··· Exercise inputs ···

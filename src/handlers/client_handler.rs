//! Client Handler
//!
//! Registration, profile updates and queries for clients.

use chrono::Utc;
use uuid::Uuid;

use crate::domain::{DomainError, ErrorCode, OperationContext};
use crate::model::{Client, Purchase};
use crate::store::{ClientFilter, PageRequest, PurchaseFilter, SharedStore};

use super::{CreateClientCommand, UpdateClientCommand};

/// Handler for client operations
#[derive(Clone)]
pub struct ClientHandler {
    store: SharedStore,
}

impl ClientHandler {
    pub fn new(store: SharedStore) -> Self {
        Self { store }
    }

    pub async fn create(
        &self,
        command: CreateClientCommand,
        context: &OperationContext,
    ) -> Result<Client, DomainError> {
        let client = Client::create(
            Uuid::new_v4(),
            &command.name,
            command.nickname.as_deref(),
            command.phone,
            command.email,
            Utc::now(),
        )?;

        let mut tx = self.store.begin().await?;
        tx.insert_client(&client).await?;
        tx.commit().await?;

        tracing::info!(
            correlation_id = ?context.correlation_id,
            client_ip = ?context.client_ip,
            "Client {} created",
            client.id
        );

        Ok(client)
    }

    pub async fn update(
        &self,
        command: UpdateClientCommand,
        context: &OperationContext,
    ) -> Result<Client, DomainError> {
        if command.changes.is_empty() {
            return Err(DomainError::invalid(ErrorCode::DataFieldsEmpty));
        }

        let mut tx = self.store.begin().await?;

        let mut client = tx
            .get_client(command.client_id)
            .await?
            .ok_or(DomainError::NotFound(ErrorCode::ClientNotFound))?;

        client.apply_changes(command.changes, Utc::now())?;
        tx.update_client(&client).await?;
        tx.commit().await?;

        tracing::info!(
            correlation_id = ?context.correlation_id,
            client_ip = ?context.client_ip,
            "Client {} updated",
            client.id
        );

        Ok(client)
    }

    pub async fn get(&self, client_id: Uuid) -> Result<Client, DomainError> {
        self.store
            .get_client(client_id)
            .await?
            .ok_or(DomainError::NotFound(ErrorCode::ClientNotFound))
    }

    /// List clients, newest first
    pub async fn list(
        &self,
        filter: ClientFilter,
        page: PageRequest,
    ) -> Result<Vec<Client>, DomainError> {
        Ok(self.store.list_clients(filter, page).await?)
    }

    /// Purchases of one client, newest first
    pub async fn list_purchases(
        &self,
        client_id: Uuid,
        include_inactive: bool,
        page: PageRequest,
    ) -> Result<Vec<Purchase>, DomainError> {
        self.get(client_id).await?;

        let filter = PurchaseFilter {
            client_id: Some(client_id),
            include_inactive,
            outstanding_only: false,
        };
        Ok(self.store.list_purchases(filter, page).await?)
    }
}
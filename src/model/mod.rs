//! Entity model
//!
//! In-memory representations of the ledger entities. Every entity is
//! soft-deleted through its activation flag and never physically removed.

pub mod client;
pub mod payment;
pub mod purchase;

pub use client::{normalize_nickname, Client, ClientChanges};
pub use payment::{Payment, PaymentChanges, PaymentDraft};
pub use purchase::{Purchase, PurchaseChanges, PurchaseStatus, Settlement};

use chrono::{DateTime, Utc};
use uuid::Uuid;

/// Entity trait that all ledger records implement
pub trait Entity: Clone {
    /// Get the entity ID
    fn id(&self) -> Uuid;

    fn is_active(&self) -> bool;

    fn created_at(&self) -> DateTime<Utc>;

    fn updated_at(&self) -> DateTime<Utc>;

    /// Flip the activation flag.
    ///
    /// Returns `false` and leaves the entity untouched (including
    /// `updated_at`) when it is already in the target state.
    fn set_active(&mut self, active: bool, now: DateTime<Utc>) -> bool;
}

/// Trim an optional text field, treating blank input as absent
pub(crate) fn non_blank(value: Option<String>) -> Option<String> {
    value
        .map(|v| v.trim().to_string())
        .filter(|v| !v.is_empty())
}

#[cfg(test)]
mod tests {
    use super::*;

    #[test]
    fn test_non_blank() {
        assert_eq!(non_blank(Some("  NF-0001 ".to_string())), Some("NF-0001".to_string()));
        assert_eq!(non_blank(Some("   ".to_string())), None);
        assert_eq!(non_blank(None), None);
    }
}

···

# Instructions for the task
Determine the number of lines in the entries that contain "None", then write that number alone.

# Problem solution
2